» **SOURCE MATERIAL**:
┄┄┄┄┄┄┄┄┄┄┄┄┄┄┄┄┄┄┄┄

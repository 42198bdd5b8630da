use axum::{
    Json,
    extract::rejection::JsonRejection,
    http::StatusCode,
    response::{IntoResponse, Response},
};
use std::fmt;

use super::ApiResponse;
use crate::export::ExportError;

#[derive(Debug)]
pub enum ApiError {
    NotFound(String),

    ValidationError(String),

    InternalError(String),
}

impl fmt::Display for ApiError {
    fn fmt(&self, f: &mut fmt::Formatter<'_>) -> fmt::Result {
        match self {
            ApiError::NotFound(msg) => write!(f, "Not found: {}", msg),
            ApiError::ValidationError(msg) => write!(f, "Validation error: {}", msg),
            ApiError::InternalError(msg) => write!(f, "Internal error: {}", msg),
        }
    }
}

impl std::error::Error for ApiError {}

impl IntoResponse for ApiError {
    fn into_response(self) -> Response {
        let (status, error_message) = match &self {
            ApiError::NotFound(msg) => (StatusCode::NOT_FOUND, msg.clone()),
            ApiError::ValidationError(msg) => (StatusCode::BAD_REQUEST, msg.clone()),
            ApiError::InternalError(msg) => {
                tracing::error!("Internal error: {}", msg);
                (
                    StatusCode::INTERNAL_SERVER_ERROR,
                    "An internal error occurred".to_string(),
                )
            }
        };

        let body = ApiResponse::<()>::error(error_message);
        (status, Json(body)).into_response()
    }
}

impl From<JsonRejection> for ApiError {
    fn from(rejection: JsonRejection) -> Self {
        ApiError::ValidationError(rejection.body_text())
    }
}

impl From<ExportError> for ApiError {
    fn from(err: ExportError) -> Self {
        match err {
            ExportError::UnknownFormat(_) => Self::validation(err.to_string()),
            ExportError::Json(e) => Self::internal(e.to_string()),
        }
    }
}

impl ApiError {
    pub fn not_found(resource: &str, id: impl fmt::Display) -> Self {
        ApiError::NotFound(format!("{} {} not found", resource, id))
    }

    pub fn validation(msg: impl Into<String>) -> Self {
        ApiError::ValidationError(msg.into())
    }

    pub fn internal(msg: impl Into<String>) -> Self {
        ApiError::InternalError(msg.into())
    }
}
use super::templates::{self, THEME_SLOT};

#[must_use]
pub fn generate_synopsis(theme: &str, style_tag: &str) -> String {
    templates::for_tag(style_tag)
        .synopsis
        .replacen(THEME_SLOT, theme, 1)
}
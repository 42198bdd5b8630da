use rand::Rng;

use super::templates;

/// Theme characters kept in a title when no limit is configured.
pub const DEFAULT_TITLE_THEME_CHARS: usize = 30;

/// Joins a randomly drawn style prefix with the truncated, trimmed theme.
pub fn generate_title<R: Rng + ?Sized>(
    theme: &str,
    style_tag: &str,
    max_theme_chars: usize,
    rng: &mut R,
) -> String {
    let prefixes = &templates::for_tag(style_tag).title_prefixes;
    let prefix = prefixes[rng.random_range(0..prefixes.len())];

    let truncated: String = theme.chars().take(max_theme_chars).collect();

    format!("{} {}", prefix, truncated.trim())
}

#[cfg(test)]
mod tests {
    use super::*;
    use crate::models::Style;
    use rand::SeedableRng;
    use rand::rngs::StdRng;
    use std::collections::HashSet;

    #[test]
    fn test_title_uses_style_prefix() {
        let mut rng = StdRng::seed_from_u64(7);
        let title = generate_title("a haunted lighthouse", "terror", 30, &mut rng);

        let prefixes = templates::for_style(Style::Terror).title_prefixes;
        assert!(prefixes.iter().any(|p| title.starts_with(p)), "{title}");
        assert!(title.ends_with(" a haunted lighthouse"));
    }

    #[test]
    fn test_theme_is_truncated_then_trimmed() {
        let mut rng = StdRng::seed_from_u64(1);
        let theme = "uma casa muito antiga e       assombrada no fim da rua";
        let title = generate_title(theme, "drama", 30, &mut rng);

        assert!(title.ends_with(" uma casa muito antiga e"), "{title}");
    }

    #[test]
    fn test_truncation_counts_characters() {
        let mut rng = StdRng::seed_from_u64(3);
        let title = generate_title("ação ação ação", "acao", 4, &mut rng);
        assert!(title.ends_with(" ação"), "{title}");
    }

    #[test]
    fn test_unknown_style_uses_mystery_prefixes() {
        let mut rng = StdRng::seed_from_u64(11);
        let title = generate_title("farol", "unknown-tag", 30, &mut rng);

        let prefixes = templates::for_style(Style::Misterio).title_prefixes;
        assert!(prefixes.iter().any(|p| title.starts_with(p)), "{title}");
    }

    #[test]
    fn test_same_seed_same_title() {
        let a = generate_title("farol", "ficcao", 30, &mut StdRng::seed_from_u64(42));
        let b = generate_title("farol", "ficcao", 30, &mut StdRng::seed_from_u64(42));
        assert_eq!(a, b);
    }

    #[test]
    fn test_every_prefix_is_reachable() {
        let mut rng = StdRng::seed_from_u64(2024);
        let seen: HashSet<String> = (0..200)
            .map(|_| generate_title("", "comedia", 30, &mut rng))
            .collect();

        assert_eq!(seen.len(), 4);
    }
}
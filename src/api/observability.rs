use axum::{
    extract::{MatchedPath, Request, State},
    http::HeaderValue,
    middleware::Next,
    response::{IntoResponse, Response},
};
use std::sync::Arc;
use std::time::Instant;
use tracing::{Instrument, info, info_span};
use uuid::Uuid;

use super::{ApiError, AppState};

/// `GET /api/metrics`
pub async fn get_metrics(State(state): State<Arc<AppState>>) -> Result<Response, ApiError> {
    state
        .prometheus_handle
        .as_ref()
        .map(|handle| handle.render().into_response())
        .ok_or_else(|| ApiError::not_found("Metrics recorder", "(disabled)"))
}

/// Wraps each request in a span and records request count and latency.
/// Installed as a route layer so [`MatchedPath`] is populated.
pub async fn track_requests(req: Request, next: Next) -> Response {
    let start = Instant::now();
    let request_id = Uuid::new_v4().to_string();

    let method = req.method().to_string();
    let uri = req.uri().path().to_string();

    let matched_path = req
        .extensions()
        .get::<MatchedPath>()
        .map(|mp| mp.as_str().to_string());

    let span = info_span!(
        "request",
        request_id = %request_id,
        method = %method,
        path = %uri,
        route = matched_path.clone(),
    );

    async move {
        let response = next.run(req).await;

        let duration_ms = u64::try_from(start.elapsed().as_millis()).unwrap_or(u64::MAX);
        let status = response.status().as_u16();

        let outcome = if status >= 500 {
            "error"
        } else if status >= 400 {
            "client_error"
        } else {
            "success"
        };

        // Raw paths would explode label cardinality.
        let metrics_path = matched_path.unwrap_or_else(|| "unmatched".to_string());

        let labels = [
            ("method", method),
            ("path", metrics_path),
            ("status", status.to_string()),
        ];

        metrics::counter!("http_requests_total", &labels).increment(1);
        metrics::histogram!("http_request_duration_seconds", &labels)
            .record(start.elapsed().as_secs_f64());

        info!(
            event = "http_request_finished",
            duration_ms = duration_ms,
            status_code = status,
            outcome = %outcome,
            "Request finished"
        );

        response
    }
    .instrument(span)
    .await
}

pub async fn security_headers(req: Request, next: Next) -> Response {
    let mut response = next.run(req).await;
    let headers = response.headers_mut();

    headers.insert(
        "x-content-type-options",
        HeaderValue::from_static("nosniff"),
    );
    headers.insert("x-frame-options", HeaderValue::from_static("DENY"));
    headers.insert(
        "referrer-policy",
        HeaderValue::from_static("strict-origin-when-cross-origin"),
    );
    headers.insert(
        "content-security-policy",
        HeaderValue::from_static(
            "default-src 'self'; img-src 'self' data: blob:; script-src 'self'; style-src 'self'; connect-src 'self'; frame-ancestors 'none'; base-uri 'self'",
        ),
    );

    response
}
use axum::{Json, extract::State, extract::rejection::JsonRejection};
use std::sync::Arc;
use tracing::info;

use super::{ApiError, AppState};
use crate::models::{GenerationRequest, Script};

/// `POST /api/generate`
///
/// Responds with the bare script document rather than the `ApiResponse`
/// envelope, so the form can render and export it unchanged.
pub async fn generate_script(
    State(state): State<Arc<AppState>>,
    payload: Result<Json<GenerationRequest>, JsonRejection>,
) -> Result<Json<Script>, ApiError> {
    let Json(request) = payload?;

    let script = state.generator.generate(&request);

    let style = request.style().map_or("unknown", |s| s.as_str());
    let duration = request.duration_bucket();

    metrics::counter!(
        "scripts_generated_total",
        "estilo" => style,
        "duracao" => duration.as_str()
    )
    .increment(1);

    info!(
        event = "script_generated",
        estilo = style,
        duracao = %duration,
        scenes = script.scenes.len(),
        "Generated script \"{}\"",
        script.title
    );

    Ok(Json(script))
}
use axum::{
    Json,
    extract::{Path, rejection::JsonRejection},
    http::{HeaderValue, header},
    response::{IntoResponse, Response},
};

use super::ApiError;
use crate::export::{self, ExportFormat};
use crate::models::Script;

/// `POST /api/export/{format}`
///
/// Encodes a previously generated script as a downloadable `json` or `txt` file.
pub async fn export_script(
    Path(format): Path<String>,
    payload: Result<Json<Script>, JsonRejection>,
) -> Result<Response, ApiError> {
    let format = ExportFormat::parse(&format)?;
    let Json(script) = payload?;

    let body = export::render(&script, format)?;
    let disposition = content_disposition(&export::file_name(&script, format))?;

    tracing::debug!(format = format.extension(), bytes = body.len(), "Exported script");

    Ok((
        [
            (
                header::CONTENT_TYPE,
                HeaderValue::from_static(format.content_type()),
            ),
            (header::CONTENT_DISPOSITION, disposition),
        ],
        body,
    )
        .into_response())
}

/// Attachment header with an ASCII `filename` plus the exact UTF-8 name in `filename*`.
fn content_disposition(file_name: &str) -> Result<HeaderValue, ApiError> {
    let ascii: String = file_name
        .chars()
        .map(|c| {
            if c.is_ascii_graphic() && c != '"' && c != '\\' {
                c
            } else {
                '_'
            }
        })
        .collect();

    let value = format!(
        "attachment; filename=\"{}\"; filename*=UTF-8''{}",
        ascii,
        urlencoding::encode(file_name)
    );

    HeaderValue::from_str(&value).map_err(|e| ApiError::internal(e.to_string()))
}
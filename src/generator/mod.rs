//! Template-driven script generation.
//!
//! [`ScriptGenerator::generate_with`] is the whole pipeline: scene count from
//! the duration bucket, a title from a random style prefix, a style-keyed
//! synopsis, and one scene per position. Only the title prefix is random and
//! the random source is passed in by the caller.

pub mod scene;
pub mod synopsis;
pub mod templates;
pub mod title;

pub use scene::{SceneBranch, generate_scene};
pub use synopsis::generate_synopsis;
pub use title::{DEFAULT_TITLE_THEME_CHARS, generate_title};

use rand::Rng;
use tracing::debug;

use crate::config::GenerationConfig;
use crate::models::{GenerationRequest, Script};

#[derive(Debug, Clone)]
pub struct ScriptGenerator {
    title_theme_chars: usize,
}

impl Default for ScriptGenerator {
    fn default() -> Self {
        Self {
            title_theme_chars: DEFAULT_TITLE_THEME_CHARS,
        }
    }
}

impl ScriptGenerator {
    #[must_use]
    pub fn new(config: &GenerationConfig) -> Self {
        Self {
            title_theme_chars: config.title_theme_chars,
        }
    }

    /// Generates a script using the thread-local random generator.
    #[must_use]
    pub fn generate(&self, request: &GenerationRequest) -> Script {
        self.generate_with(request, &mut rand::rng())
    }

    pub fn generate_with<R: Rng + ?Sized>(
        &self,
        request: &GenerationRequest,
        rng: &mut R,
    ) -> Script {
        let duration = request.duration_bucket();
        let total = duration.scene_count();

        debug!(
            estilo = %request.style,
            duracao = %duration,
            scenes = total,
            "Generating script"
        );

        let scenes = (1..=total)
            .map(|index| generate_scene(index, &request.theme, &request.style, duration, total))
            .collect();

        Script {
            title: generate_title(&request.theme, &request.style, self.title_theme_chars, rng),
            synopsis: generate_synopsis(&request.theme, &request.style),
            scenes,
        }
    }
}
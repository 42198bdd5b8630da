use serde::{Deserialize, Serialize};

/// Target length of the video. Controls scene count and the per-scene label.
#[derive(Debug, Clone, Copy, PartialEq, Eq, Hash, Serialize, Deserialize)]
#[serde(rename_all = "lowercase")]
pub enum DurationBucket {
    Curto,
    Medio,
    Longo,
}

impl DurationBucket {
    pub const ALL: [Self; 3] = [Self::Curto, Self::Medio, Self::Longo];

    /// Any tag other than `curto` or `medio` is treated as `longo`.
    #[must_use]
    pub fn parse(tag: &str) -> Self {
        match tag {
            "curto" => Self::Curto,
            "medio" => Self::Medio,
            _ => Self::Longo,
        }
    }

    #[must_use]
    pub const fn as_str(&self) -> &'static str {
        match self {
            Self::Curto => "curto",
            Self::Medio => "medio",
            Self::Longo => "longo",
        }
    }

    #[must_use]
    pub const fn label(&self) -> &'static str {
        match self {
            Self::Curto => "Curto (30-60s)",
            Self::Medio => "Médio (3-5min)",
            Self::Longo => "Longo (8-15min)",
        }
    }

    #[must_use]
    pub const fn scene_count(&self) -> usize {
        match self {
            Self::Curto => 3,
            Self::Medio => 5,
            Self::Longo => 8,
        }
    }

    #[must_use]
    pub const fn scene_duration(&self) -> &'static str {
        match self {
            Self::Curto => "15-20s",
            Self::Medio => "30-60s",
            Self::Longo => "60-120s",
        }
    }
}

impl std::fmt::Display for DurationBucket {
    fn fmt(&self, f: &mut std::fmt::Formatter<'_>) -> std::fmt::Result {
        write!(f, "{}", self.as_str())
    }
}
//! Generate command handler

use anyhow::Context;
use std::path::{Path, PathBuf};
use tracing::info;

use crate::config::Config;
use crate::export::{self, ExportFormat};
use crate::generator::ScriptGenerator;
use crate::models::{GenerationRequest, Style};

pub struct GenerateArgs {
    pub tema: Vec<String>,
    pub estilo: Option<String>,
    pub duracao: Option<String>,
    pub format: ExportFormat,
    pub output: Option<String>,
}

pub async fn cmd_generate(config: &Config, args: GenerateArgs) -> anyhow::Result<()> {
    let request = GenerationRequest::new(
        args.tema.join(" "),
        args.estilo
            .unwrap_or_else(|| config.generation.default_style.clone()),
        args.duracao
            .unwrap_or_else(|| config.generation.default_duration.clone()),
    );

    if request.style().is_none() {
        eprintln!(
            "Unknown style '{}', using '{}' templates",
            request.style,
            Style::FALLBACK
        );
    }

    let script = ScriptGenerator::new(&config.generation).generate(&request);
    let content = export::render(&script, args.format)?;

    let Some(output) = args.output else {
        print!("{}", content);
        return Ok(());
    };

    let path = resolve_output_path(Path::new(&output), &export::file_name(&script, args.format));

    tokio::fs::write(&path, content)
        .await
        .with_context(|| format!("Failed to write script to {}", path.display()))?;

    info!("Script saved to {}", path.display());
    println!("✓ {} ({} scenes) -> {}", script.title, script.scenes.len(), path.display());

    Ok(())
}

fn resolve_output_path(output: &Path, file_name: &str) -> PathBuf {
    if output.is_dir() {
        output.join(file_name)
    } else {
        output.to_path_buf()
    }
}
mod generate;
mod styles;

pub use generate::{GenerateArgs, cmd_generate};
pub use styles::cmd_styles;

┄┄┄┄┄┄┄┄┄┄┄┄┄┄┄┄┄┄┄┄

» **WHAT YOU SHOULD DO**: Where does "counter" appear in the records above? Copy every line that has it.

» **EXERCISE RESULT**:
        metrics::counter!("http_requests_total", &labels).increment(1);
    metrics::counter!(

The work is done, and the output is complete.